67th Mayor of San Jose
- Incumbent
- Assumed office January 1, 2023
- Preceded by: Sam Liccardo

Member of the San Jose City Council from the 10th district
- In office January 5, 2021 – January 1, 2023
- Preceded by: Johnny Khamis
- Succeeded by: Arjun Batra

Personal details
- Born: Matthew William Mahan November 18, 1982 (age 43) San Francisco, California, U.S.
- Party: Democratic
- Spouse: Silvia-Wedad Scandar ​ ​(m. 2012)​
- Children: 2
- Education: Harvard University (BA)
- Website: Campaign website

= Matt Mahan =

American politician and tech entrepreneur (born 1982)

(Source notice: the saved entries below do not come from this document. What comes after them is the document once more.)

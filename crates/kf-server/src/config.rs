//! Server configuration.
//!
//! Configuration is loaded from environment variables with sensible defaults.

use kf_index_redis::RedisConfig;
use kf_storage_sql::PoolConfig;
use kf_token::TokenConfig;

/// Server configuration.
#[derive(Debug, Clone)]
pub struct ServerConfig {
    /// Server host to bind to.
    pub host: String,

    /// Server port.
    pub port: u16,

    /// Database connection URL.
    pub database_url: String,

    /// Minimum database connections.
    pub db_min_connections: u32,

    /// Maximum database connections.
    pub db_max_connections: u32,

    /// HS256 secret for token signing.
    pub token_secret: String,

    /// Access token lifespan in seconds.
    pub access_token_lifespan: i64,

    /// Refresh token lifespan in seconds.
    pub refresh_token_lifespan: i64,

    /// Redis connection settings for the active-token index.
    pub redis: RedisConfig,

    /// Log level.
    pub log_level: String,
}

impl ServerConfig {
    /// Loads configuration from environment variables.
    ///
    /// # Errors
    ///
    /// Returns an error when a required variable is missing.
    pub fn from_env() -> anyhow::Result<Self> {
        // Load .env file if it exists
        let _ = dotenvy::dotenv();

        let host = std::env::var("KF_HOST").unwrap_or_else(|_| "0.0.0.0".to_string());
        let port = std::env::var("KF_PORT")
            .ok()
            .and_then(|p| p.parse().ok())
            .unwrap_or(8080);

        let database_url = std::env::var("DATABASE_URL")
            .map_err(|_| anyhow::anyhow!("DATABASE_URL environment variable is required"))?;

        let db_min_connections = std::env::var("KF_DB_MIN_CONNECTIONS")
            .ok()
            .and_then(|v| v.parse().ok())
            .unwrap_or(1);

        let db_max_connections = std::env::var("KF_DB_MAX_CONNECTIONS")
            .ok()
            .and_then(|v| v.parse().ok())
            .unwrap_or(10);

        let token_secret = std::env::var("KF_TOKEN_SECRET")
            .map_err(|_| anyhow::anyhow!("KF_TOKEN_SECRET environment variable is required"))?;

        let access_token_lifespan = std::env::var("KF_ACCESS_TOKEN_LIFESPAN")
            .ok()
            .and_then(|v| v.parse().ok())
            .unwrap_or(300); // 5 minutes

        let refresh_token_lifespan = std::env::var("KF_REFRESH_TOKEN_LIFESPAN")
            .ok()
            .and_then(|v| v.parse().ok())
            .unwrap_or(86_400); // 1 day

        let mut redis = RedisConfig::new();
        if let Ok(redis_host) = std::env::var("KF_REDIS_HOST") {
            redis = redis.host(redis_host);
        }
        if let Some(redis_port) = std::env::var("KF_REDIS_PORT")
            .ok()
            .and_then(|v| v.parse().ok())
        {
            redis = redis.port(redis_port);
        }
        if let Ok(redis_password) = std::env::var("KF_REDIS_PASSWORD") {
            redis = redis.password(redis_password);
        }

        let log_level = std::env::var("RUST_LOG").unwrap_or_else(|_| "info".to_string());

        Ok(Self {
            host,
            port,
            database_url,
            db_min_connections,
            db_max_connections,
            token_secret,
            access_token_lifespan,
            refresh_token_lifespan,
            redis,
            log_level,
        })
    }

    /// Creates a configuration for testing.
    #[must_use]
    pub fn for_testing(database_url: &str) -> Self {
        Self {
            host: "127.0.0.1".to_string(),
            port: 0, // Random port
            database_url: database_url.to_string(),
            db_min_connections: 1,
            db_max_connections: 5,
            token_secret: "test-secret".to_string(),
            access_token_lifespan: 300,
            refresh_token_lifespan: 86_400,
            redis: RedisConfig::new(),
            log_level: "debug".to_string(),
        }
    }

    /// Builds the database pool configuration.
    #[must_use]
    pub fn pool_config(&self) -> PoolConfig {
        PoolConfig::new(&self.database_url)
            .min_connections(self.db_min_connections)
            .max_connections(self.db_max_connections)
    }

    /// Builds the token lifetime configuration.
    #[must_use]
    pub const fn token_config(&self) -> TokenConfig {
        TokenConfig {
            access_token_lifespan: self.access_token_lifespan,
            refresh_token_lifespan: self.refresh_token_lifespan,
        }
    }
}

Matthew William Mahan (/ˈmeɪhæn/ MAY-han) (born November 18, 1982) is an American technology entrepreneur and politician serving as the 67th mayor of San Jose, California since 2023. A member of the Democratic Party, he previously served as a member of the San Jose City Council from 2021 until 2023. He was the co-founder and CEO of Brigade Media, a technology company focused on civic engagement, and was a candidate in the 2026 California gubernatorial election.

== Early life and education ==
Mahan was born in San Francisco, California, and was raised in Watsonville, California. His father was a letter carrier and his mother was a schoolteacher; he stated that his family lived "paycheck to paycheck" in a working-class community. Raised Catholic, he attended Bellarmine College Preparatory on a low-income scholarship. While in high school, Mahan worked with former state senator Jim Beall and former Santa Clara counsel Ann Ravel.

Mahan graduated magna cum laude from Harvard University in 2005 with a degree in social studies. He served as president of the Harvard Undergraduate Council. He also received a Michael C. Rockefeller Memorial Fellowship to Bolivia, where he spent the year after graduation working on economic development projects.
== Professional career ==
Mahan spent a year building irrigation systems in Bolivia and then joined Teach for America where he was matched to Alum Rock Middle School in San Jose and taught seventh and eighth grade English and history from 2006 to 2008.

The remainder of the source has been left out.